:: Records provided

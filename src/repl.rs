//! Interactive session: `inspect` and `query` against a dataset that stays loaded.

use std::path::PathBuf;

use anyhow::{bail, Result};
use clap::Parser;
use rustyline::error::ReadlineError;
use rustyline::history::DefaultHistory;
use rustyline::{Config, Editor};

use crate::cli::{run_inspect, run_query, InspectArgs, QueryArgs};
use crate::state::Session;

const PROMPT: &str = "(neo) ";
const HISTORY_FILE: &str = ".neo_explorer_history";

/// A line typed at the prompt.
#[derive(Parser, Debug)]
#[command(no_binary_name = true, name = "neo")]
enum ReplCommand {
    /// Look up one NEO by designation or name
    Inspect(InspectArgs),
    /// Find close approaches matching the given criteria
    Query(QueryArgs),
    /// Rebuild the dataset from the data files
    Reload,
    /// Leave the session
    #[command(alias = "exit")]
    Quit,
}

/// Whether the loop should keep reading.
#[derive(Debug, Clone, Copy, PartialEq, Eq)]
pub enum Flow {
    Continue,
    Quit,
}

/// Interactive loop state.
pub struct Repl {
    pub session: Session,
    /// Reload automatically when the data files change.
    pub aggressive: bool,
    warned_stale: bool,
}

impl Repl {
    pub fn new(session: Session, aggressive: bool) -> Self {
        Self {
            session,
            aggressive,
            warned_stale: false,
        }
    }

    /// Handle one input line.
    pub fn execute(&mut self, line: &str) -> Flow {
        let words = match tokenize(line) {
            Ok(w) if w.is_empty() => return Flow::Continue,
            Ok(w) => w,
            Err(e) => {
                eprintln!("Error: {e}");
                return Flow::Continue;
            }
        };

        let command = match ReplCommand::try_parse_from(&words) {
            Ok(c) => c,
            Err(e) => {
                // Covers `help` and `--help` as well as genuine mistakes.
                let _ = e.print();
                return Flow::Continue;
            }
        };

        if !matches!(command, ReplCommand::Reload) {
            self.check_freshness();
        }

        match command {
            ReplCommand::Inspect(args) => {
                run_inspect(&self.session.database, &args);
            }
            ReplCommand::Query(args) => {
                if let Err(e) = run_query(&self.session.database, &args) {
                    log::error!("Query failed: {e:#}");
                    eprintln!("Error: {e:#}");
                }
            }
            ReplCommand::Reload => match self.session.reload() {
                Ok(()) => {
                    self.warned_stale = false;
                    println!(
                        "Loaded {} NEOs and {} close approaches.",
                        self.session.database.len_neos(),
                        self.session.database.len_approaches()
                    );
                }
                Err(e) => eprintln!("Error: {e:#}"),
            },
            ReplCommand::Quit => return Flow::Quit,
        }
        Flow::Continue
    }

    /// Reload or warn when the files on disk no longer match the dataset.
    fn check_freshness(&mut self) {
        if !self.session.is_stale() {
            return;
        }
        if self.aggressive {
            log::info!("Data files changed; reloading");
            if let Err(e) = self.session.reload() {
                eprintln!("Error: {e:#}");
            }
        } else if !self.warned_stale {
            log::warn!(
                "Data files changed since they were loaded; run `reload` to pick up the changes"
            );
            self.warned_stale = true;
        }
    }

    /// Read lines until `quit` or end of input.
    pub fn run(&mut self) -> Result<()> {
        println!(
            "Loaded {} NEOs and {} close approaches.",
            self.session.database.len_neos(),
            self.session.database.len_approaches()
        );
        println!("Type `help` for commands, `quit` to exit.\n");

        let config = Config::builder().auto_add_history(true).build();
        let mut rl: Editor<(), DefaultHistory> = Editor::with_config(config)?;

        let history_path = history_path();
        if let Some(ref path) = history_path {
            let _ = rl.load_history(path);
        }

        loop {
            match rl.readline(PROMPT) {
                Ok(line) => {
                    if self.execute(&line) == Flow::Quit {
                        break;
                    }
                }
                // Ctrl-C abandons the current line
                Err(ReadlineError::Interrupted) => println!("Use `quit` or Ctrl-D to exit"),
                Err(ReadlineError::Eof) => break,
                Err(err) => {
                    eprintln!("Error: {err:?}");
                    break;
                }
            }
        }

        if let Some(ref path) = history_path {
            if let Err(e) = rl.save_history(path) {
                log::debug!("Could not save history to {}: {e}", path.display());
            }
        }
        Ok(())
    }
}

fn history_path() -> Option<PathBuf> {
    std::env::var_os("HOME").map(|home| PathBuf::from(home).join(HISTORY_FILE))
}

/// Split a line on whitespace; double quotes group words, as in
/// `inspect --name "Don Quixote"`.
pub fn tokenize(line: &str) -> Result<Vec<String>> {
    let mut words = Vec::new();
    let mut current = String::new();
    let mut in_word = false;
    let mut quoted = false;

    for c in line.chars() {
        match c {
            '"' => {
                quoted = !quoted;
                in_word = true;
            }
            c if c.is_whitespace() && !quoted => {
                if in_word {
                    words.push(std::mem::take(&mut current));
                    in_word = false;
                }
            }
            c => {
                current.push(c);
                in_word = true;
            }
        }
    }
    if quoted {
        bail!("unterminated quote");
    }
    if in_word {
        words.push(current);
    }
    Ok(words)
}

::::

### [Instructions to follow]
Each of the entries must be written out again exactly.

### [Task output]
filename src/repl.rs
//! Interactive session: `inspect` and `query` against a dataset that stays loaded.

use std::path::PathBuf;

use anyhow::{bail, Result};
use clap::Parser;
use rustyline::error::ReadlineError;
use rustyline::history::DefaultHistory;
use rustyline::{Config, Editor};

use crate::cli::{run_inspect, run_query, InspectArgs, QueryArgs};
use crate::state::Session;

const PROMPT: &str = "(neo) ";
const HISTORY_FILE: &str = ".neo_explorer_history";

/// A line typed at the prompt.
#[derive(Parser, Debug)]
#[command(no_binary_name = true, name = "neo")]
enum ReplCommand {
    /// Look up one NEO by designation or name
    Inspect(InspectArgs),
    /// Find close approaches matching the given criteria
    Query(QueryArgs),
    /// Rebuild the dataset from the data files
    Reload,
    /// Leave the session
    #[command(alias = "exit")]
    Quit,
}

/// Whether the loop should keep reading.
#[derive(Debug, Clone, Copy, PartialEq, Eq)]
pub enum Flow {
    Continue,
    Quit,
}

/// Interactive loop state.
pub struct Repl {
    pub session: Session,
    /// Reload automatically when the data files change.
    pub aggressive: bool,
    warned_stale: bool,
}

impl Repl {
    pub fn new(session: Session, aggressive: bool) -> Self {
        Self {
            session,
            aggressive,
            warned_stale: false,
        }
    }

    /// Handle one input line.
    pub fn execute(&mut self, line: &str) -> Flow {
        let words = match tokenize(line) {
            Ok(w) if w.is_empty() => return Flow::Continue,
            Ok(w) => w,
            Err(e) => {
                eprintln!("Error: {e}");
                return Flow::Continue;
            }
        };

        let command = match ReplCommand::try_parse_from(&words) {
            Ok(c) => c,
            Err(e) => {
                // Covers `help` and `--help` as well as genuine mistakes.
                let _ = e.print();
                return Flow::Continue;
            }
        };

        if !matches!(command, ReplCommand::Reload) {
            self.check_freshness();
        }

        match command {
            ReplCommand::Inspect(args) => {
                run_inspect(&self.session.database, &args);
            }
            ReplCommand::Query(args) => {
                if let Err(e) = run_query(&self.session.database, &args) {
                    log::error!("Query failed: {e:#}");
                    eprintln!("Error: {e:#}");
                }
            }
            ReplCommand::Reload => match self.session.reload() {
                Ok(()) => {
                    self.warned_stale = false;
                    println!(
                        "Loaded {} NEOs and {} close approaches.",
                        self.session.database.len_neos(),
                        self.session.database.len_approaches()
                    );
                }
                Err(e) => eprintln!("Error: {e:#}"),
            },
            ReplCommand::Quit => return Flow::Quit,
        }
        Flow::Continue
    }

    /// Reload or warn when the files on disk no longer match the dataset.
    fn check_freshness(&mut self) {
        if !self.session.is_stale() {
            return;
        }
        if self.aggressive {
            log::info!("Data files changed; reloading");
            if let Err(e) = self.session.reload() {
                eprintln!("Error: {e:#}");
            }
        } else if !self.warned_stale {
            log::warn!(
                "Data files changed since they were loaded; run `reload` to pick up the changes"
            );
            self.warned_stale = true;
        }
    }

    /// Read lines until `quit` or end of input.
    pub fn run(&mut self) -> Result<()> {
        println!(
            "Loaded {} NEOs and {} close approaches.",
            self.session.database.len_neos(),
            self.session.database.len_approaches()
        );
        println!("Type `help` for commands, `quit` to exit.\n");

        let config = Config::builder().auto_add_history(true).build();
        let mut rl: Editor<(), DefaultHistory> = Editor::with_config(config)?;

        let history_path = history_path();
        if let Some(ref path) = history_path {
            let _ = rl.load_history(path);
        }

        loop {
            match rl.readline(PROMPT) {
                Ok(line) => {
                    if self.execute(&line) == Flow::Quit {
                        break;
                    }
                }
                // Ctrl-C abandons the current line
                Err(ReadlineError::Interrupted) => println!("Use `quit` or Ctrl-D to exit"),
                Err(ReadlineError::Eof) => break,
                Err(err) => {
                    eprintln!("Error: {err:?}");
                    break;
                }
            }
        }

        if let Some(ref path) = history_path {
            if let Err(e) = rl.save_history(path) {
                log::debug!("Could not save history to {}: {e}", path.display());
            }
        }
        Ok(())
    }
}

fn history_path() -> Option<PathBuf> {
    std::env::var_os("HOME").map(|home| PathBuf::from(home).join(HISTORY_FILE))
}

/// Split a line on whitespace; double quotes group words, as in
/// `inspect --name "Don Quixote"`.
pub fn tokenize(line: &str) -> Result<Vec<String>> {
    let mut words = Vec::new();
    let mut current = String::new();
    let mut in_word = false;
    let mut quoted = false;

    for c in line.chars() {
        match c {
            '"' => {
                quoted = !quoted;
                in_word = true;
            }
            c if c.is_whitespace() && !quoted => {
                if in_word {
                    words.push(std::mem::take(&mut current));
                    in_word = false;
                }
            }
            c => {
                current.push(c);
                in_word = true;
            }
        }
    }
    if quoted {
        bail!("unterminated quote");
    }
    if in_word {
        words.push(current);
    }
    Ok(words)
}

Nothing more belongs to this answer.